Julgamento: 27/06/2006
O Estado de Sergipe requer o ingresso na ADI 1.842 na qualidade de amicuscuriae (sic). Observo que o pedido foi apresentado após prolatados os votos do relator, Ministro Maurício Corrêa, em 12.04.04, e dos Ministros Joaquim Barbosa e Nelson Jobim, em 08.03.06, quando,então, o Ministro Gilmar Mendes pediu vista dos autos. (…) 3. É certo que esta Corte, na interpretação do art. 7º, § 2º, da Lei 9.868/99, tem destacado a importância de uma maior participação do amicuscuriae (sic) nos processos de fiscalização abstrata da constitucionalidade dos atos normativos. Conforme asseverou o eminente Ministro Gilmar Mendes em despacho proferido na ADI 3.599 (DJ 22.11.05), "essa inovação institucional, além de contribuir para a qualidade da prestação jurisdicional, garante novas possibilidades de legitimação dos julgamentos do Tribunal no âmbito de sua tarefa precípua de guarda da Constituição". Exatamente pelo reconhecimento da alta relevância do papel em exame é que o Supremo Tribunal Federal tem proferido decisões admitindo o ingresso desses atores na causa após o término do prazo das informações (ADI 3.474, rel. Min. Cezar Peluso, DJ 19.10.05), após a inclusão do feito na pauta de julgamento (ADI 2.548, rel. Min. Gilmar Mendes, DJ 24.10.05) e, até mesmo, quando já iniciado o julgamento, para a realização de sustentação oral, logo depois da leitura do relatório, na forma prevista no art. 131, § 3º do RISTF (ADI 2.777-QO, rel.
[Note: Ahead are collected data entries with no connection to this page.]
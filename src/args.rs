//! Argument parsing for running from the command line

use std::{net::SocketAddr, path::PathBuf};

use clap::{ArgEnum, Parser};

#[derive(ArgEnum, Clone, Copy, Debug, PartialEq, Eq)]
pub enum Source {
    /// Software loopback with a synthetic target
    Sim,
    /// Sweeps recorded to a file
    Replay,
}

#[derive(Parser, Debug)]
#[clap(author, version, about, long_about = None)]
pub struct Args {
    /// Where sweeps come from
    #[clap(short, long, arg_enum, value_parser, default_value_t = Source::Sim)]
    pub source: Source,
    /// Recording of interleaved native-endian i16 I/Q (replay source only)
    #[clap(short, long, required_if_eq("source", "replay"))]
    pub recording: Option<PathBuf>,
    /// Telemetry destination, overrides the deployed display address
    #[clap(short, long)]
    pub dest: Option<SocketAddr>,
    /// Round trip delay of the simulated target in samples
    #[clap(long, default_value_t = 32)]
    pub target_delay: usize,
    /// Amplitude of the simulated receiver noise in ADC counts
    #[clap(long, default_value_t = 20.0)]
    pub noise: f32,
    /// Overlap receive with processing, always keeping the latest sweep
    #[clap(short = 'b', long)]
    pub double_buffer: bool,
    /// Sweeps between status reports
    #[clap(long, default_value_t = 1000)]
    #[clap(value_parser = clap::value_parser!(u64).range(1..))]
    pub report_interval: u64,
    #[clap(flatten)]
    pub verbose: clap_verbosity_flag::Verbosity,
}

/// Match verbosity filter with tracing subscriber log levels
pub fn convert_filter(filter: log::LevelFilter) -> tracing_subscriber::filter::LevelFilter {
    match filter {
        log::LevelFilter::Off => tracing_subscriber::filter::LevelFilter::OFF,
        log::LevelFilter::Error => tracing_subscriber::filter::LevelFilter::ERROR,
        log::LevelFilter::Warn => tracing_subscriber::filter::LevelFilter::WARN,
        log::LevelFilter::Info => tracing_subscriber::filter::LevelFilter::INFO,
        log::LevelFilter::Debug => tracing_subscriber::filter::LevelFilter::DEBUG,
        log::LevelFilter::Trace => tracing_subscriber::filter::LevelFilter::TRACE,
    }
}
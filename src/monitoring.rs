//! In this module, we implement all the monitoring logic for the sweep loop.
//! Counters are plain integers owned by the consumer. In double-buffered mode the
//! producer owns `receive_failures` and `superseded` and publishes its running
//! totals through [`ProducerCounters`] so status lines stay current.

use std::{
    sync::atomic::{AtomicU64, Ordering},
    time::Instant,
};

use chrono::{DateTime, Utc};
use tracing::info;

use crate::spectrum::RangeEstimate;

#[derive(Debug, Default, Clone, PartialEq)]
pub struct SweepStats {
    /// Sweeps fully processed
    pub sweeps: u64,
    /// Failed or short receive calls
    pub receive_failures: u64,
    /// Datagrams the transport refused
    pub send_failures: u64,
    /// Sweeps whose spectrum couldn't be encoded
    pub skipped_frames: u64,
    /// Magnitudes clamped by the encoder
    pub saturated: u64,
    /// Received frames replaced before the consumer got to them
    pub superseded: u64,
}

impl SweepStats {
    /// Take the producer-owned counters from `producer`, on top of `base`
    pub fn sync_producer(&mut self, base: &SweepStats, producer: &SweepStats) {
        self.receive_failures = base.receive_failures + producer.receive_failures;
        self.superseded = base.superseded + producer.superseded;
    }
}

/// Running totals the producer thread shares with the consumer
#[derive(Debug, Default)]
pub struct ProducerCounters {
    receive_failures: AtomicU64,
    superseded: AtomicU64,
}

impl ProducerCounters {
    pub fn publish(&self, stats: &SweepStats) {
        self.receive_failures
            .store(stats.receive_failures, Ordering::Relaxed);
        self.superseded.store(stats.superseded, Ordering::Relaxed);
    }

    pub fn snapshot(&self) -> SweepStats {
        SweepStats {
            receive_failures: self.receive_failures.load(Ordering::Relaxed),
            superseded: self.superseded.load(Ordering::Relaxed),
            ..Default::default()
        }
    }
}

pub struct Monitor {
    pub stats: SweepStats,
    started: DateTime<Utc>,
    clock: Instant,
    interval: u64,
    last_estimate: Option<RangeEstimate>,
}

impl Monitor {
    pub fn new(interval: u64) -> Self {
        Self {
            stats: SweepStats::default(),
            started: Utc::now(),
            clock: Instant::now(),
            interval: interval.max(1),
            last_estimate: None,
        }
    }

    pub fn record_sweep(&mut self, estimate: RangeEstimate) {
        self.stats.sweeps += 1;
        self.last_estimate = Some(estimate);
        if self.stats.sweeps % self.interval == 0 {
            info!(
                sweeps = self.stats.sweeps,
                rate = self.sweep_rate(),
                peak_bin = estimate.bin,
                peak_mag = estimate.magnitude,
                receive_failures = self.stats.receive_failures,
                send_failures = self.stats.send_failures,
                superseded = self.stats.superseded,
                "Status"
            );
        }
    }

    pub fn last_estimate(&self) -> Option<RangeEstimate> {
        self.last_estimate
    }

    /// Mean sweeps per second since start
    pub fn sweep_rate(&self) -> f64 {
        let elapsed = self.clock.elapsed().as_secs_f64();
        if elapsed > 0.0 {
            self.stats.sweeps as f64 / elapsed
        } else {
            0.0
        }
    }

    pub fn summary(&self) {
        info!(
            started = %self.started.to_rfc3339(),
            sweeps = self.stats.sweeps,
            rate = self.sweep_rate(),
            receive_failures = self.stats.receive_failures,
            send_failures = self.stats.send_failures,
            skipped_frames = self.stats.skipped_frames,
            saturated = self.stats.saturated,
            superseded = self.stats.superseded,
            "Run summary"
        );
    }
}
Min.Cezar Peluso). 4. No presente caso, todavia, o requerente busca atuar formalmente no processo num momento do julgamento definitivo em que já foram, como visto, proferidos três votos, estando o Ministro Gilmar Mendes na iminência de proferir seu voto-vista. Entendo que o veto ao art. 7º, § 1º, da Lei 9.868/99 não pode representar uma completa ausência de limitação temporal à atividade do amicuscuriae (sic). (…) chega o momento em que se faz necessária a manifestação decisória e fundamentada dos componentes do Tribunal, pondo-se à parte, nesse instante, a dialética travada pelos grupos que defenderam ou que se opuseram ao ato normativo questionado. Uma nova e inédita intervenção de agentes outros após o início dessa fase deliberatória desvirtuaria, ao meu ver, a pluralização do debate constitucional, pois caracterizaria uma indevida interferência circunstancial, movida pelo balanço das águas da conveniência, a depender, na sucessiva colheita de votos, da prevalência desta ou daquela posição.”[14]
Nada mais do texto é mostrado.